Unlearning Racism Newsletter – Week 13: Accomplices Rather Than Allies

WEEK 13 – AUGUST 28, 2020

Hi friends,

This email is delayed for a few reasons: (1) there was another viral video of a brutal act of police violence toward a Black man (Jacob Blake) and we just needed to take a breath, feel the collective grief of our Black friends and neighbors as they navigate another traumatic experience, and kind of host a moment of silence in your inboxes to the degree that we can. And (2) We are taking it easy this week as we contemplate what this community is going to look like long-term. We won’t be hosting a dialogue this Sunday or next (Labor Day) but do have some great ideas in store so thank you for your patience with us – we can’t wait to touch base in real-time soon.

The start of the school year gives us a great opportunity to sort of “lesson plan” for our role in your inboxes, our zoom chat rooms, and in our personal roles for the rest of 2020 and into 2021. We think we have some framework laid out (we’ll start with history lessons and deep dives into the structure of modern systems that perpetuate oppression this coming Monday) but we are ALWAYS open to feedback and ideas from all of you! Please don’t hesitate to reply to this email and give us your thoughts (and thank you to all of you that have and continue to!).

Also, we keep forgetting to plug this but: here’s our website of past newsletters, here’s an anonymous question bank for anyone who wants to keep their questions private, and here’s the link to sign up to receive these newsletters if someone has forwarded them to you. 

This week, in light of the third month of uprisings, the RNC’s absolute vitriol, and calls for a general strike, we’re answering a question we should have answered earlier: why do we say we want to be accomplices to communities of color, rather than allies?


A few years ago, I (Emily) was sitting at a panel of speakers who had protested in Ferguson. It was powerful for a lot of reasons (the Ferguson protests lasted for months and feel like this generation’s first major demonstrations, off of which we’re basing a lot of our current tactics). I remember a well-meaning white person asking how to be a better ally and Johnetta Elzie, a St. Louis native and lead organizer in Ferguson, gently but firmly stating something like this:

I don’t want white allies in this fight. I don’t want white people showing up to protests, taking up space with questions and just trying to figure out their own feelings in that space. What I want is people who are there on purpose. What I want is accomplices. I want people who are coming and leaning into risks, standing on the front lines with conviction, going home and doing the same. I want white accomplices and I want white co-conspirators, who are actively resisting white supremacy everywhere. I don’t mean to hurt your feelings but we don’t need allies, we need accomplices who can put themselves on the line for us. When you show up, show up ready to sacrifice for us. 
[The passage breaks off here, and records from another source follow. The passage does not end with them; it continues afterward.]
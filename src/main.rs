use std::sync::Arc;

use axum::{Extension, Router, extract::DefaultBodyLimit};
use tower_http::{
    limit::RequestBodyLimitLayer, services::ServeDir, trace::TraceLayer,
};

use watch_server::{
    config::Config,
    db,
    error::AppErr,
    hub::SyncHub,
    routes,
    state::{RoomRegistry, UploadLog},
    store::RoomStore,
    utils::clean,
};

const BODY_LIMIT: usize = 10 * 1024 * 1024 * 1024; // uploads are whole videos

#[tokio::main]
async fn main() -> Result<(), AppErr> {
    dotenvy::dotenv().ok();
    tracing_subscriber::fmt()
        .with_env_filter(
            tracing_subscriber::EnvFilter::try_from_default_env()
                .unwrap_or_else(|_| "info".into()),
        )
        .init();

    let cfg = Arc::new(Config::from_env()?);
    let pool = db::connect(&cfg.database_url).await?;
    tokio::fs::create_dir_all(&cfg.library_root).await?;

    let hub = SyncHub::new(RoomRegistry::default(), RoomStore::new(pool.clone()));
    let uploads = UploadLog::default();

    tokio::spawn(clean::task(uploads.clone(), cfg.upload_disk_cap));

    let app = Router::new()
        .merge(routes::router())
        .nest_service("/media", ServeDir::new(&cfg.library_root))
        .fallback_service(ServeDir::new("static"))
        .layer(Extension(pool))
        .layer(Extension(hub))
        .layer(Extension(uploads))
        .layer(Extension(cfg.clone()))
        .layer(TraceLayer::new_for_http())
        .layer(DefaultBodyLimit::max(BODY_LIMIT))
        .layer(RequestBodyLimitLayer::new(BODY_LIMIT));

    tracing::info!(addr = %cfg.bind_addr, library = %cfg.library_root.display(), "listening");
    let listener = tokio::net::TcpListener::bind(&cfg.bind_addr).await?;
    axum::serve(listener, app.into_make_service()).await?;
    Ok(())
}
I have been shook ever since. In this newsletter and in our dialogues, we regularly talk about the disconnect between our intent and our impact, and this distinction, between seeing ourselves as allies and seeing ourselves as accomplices or even co-conspirators, is another extension of a small disconnect. 

Allyship is great. We are absolutely not knocking allyship. In fact, when we started this newsletter we had a whole conversation about whether we were asking all of you to opt-in to becoming allies or accomplies. But ultimately, we want to hold ourselves to a deeper commitment to anti-racism and we are asking all of our readers to do the same.

So what’s the difference?

In our first conversations about being “accomplices” vs. “allies,” we read a quote that said “allies take up space. Accomplices take up risk.” (thank you Brittany Packnett-Cunningham). That feels like a fair way to frame this. Over the past few months, we have seen social media absolutely teeming with takes on “how to be an ally” and counterarguments about “performative activism.” We don’t have all the answers about what that means but since we first read that quote, here are some thoughts we’ve had:

Allyship is not self-defining. We don’t just get to decide that we are allies merely because we believe in equality. “Being an ally” isn’t something that we just are. It is a verb, not a noun. This is great. This is all of our starting point. And, we want to push ourselves to lean more into accomplice territory. 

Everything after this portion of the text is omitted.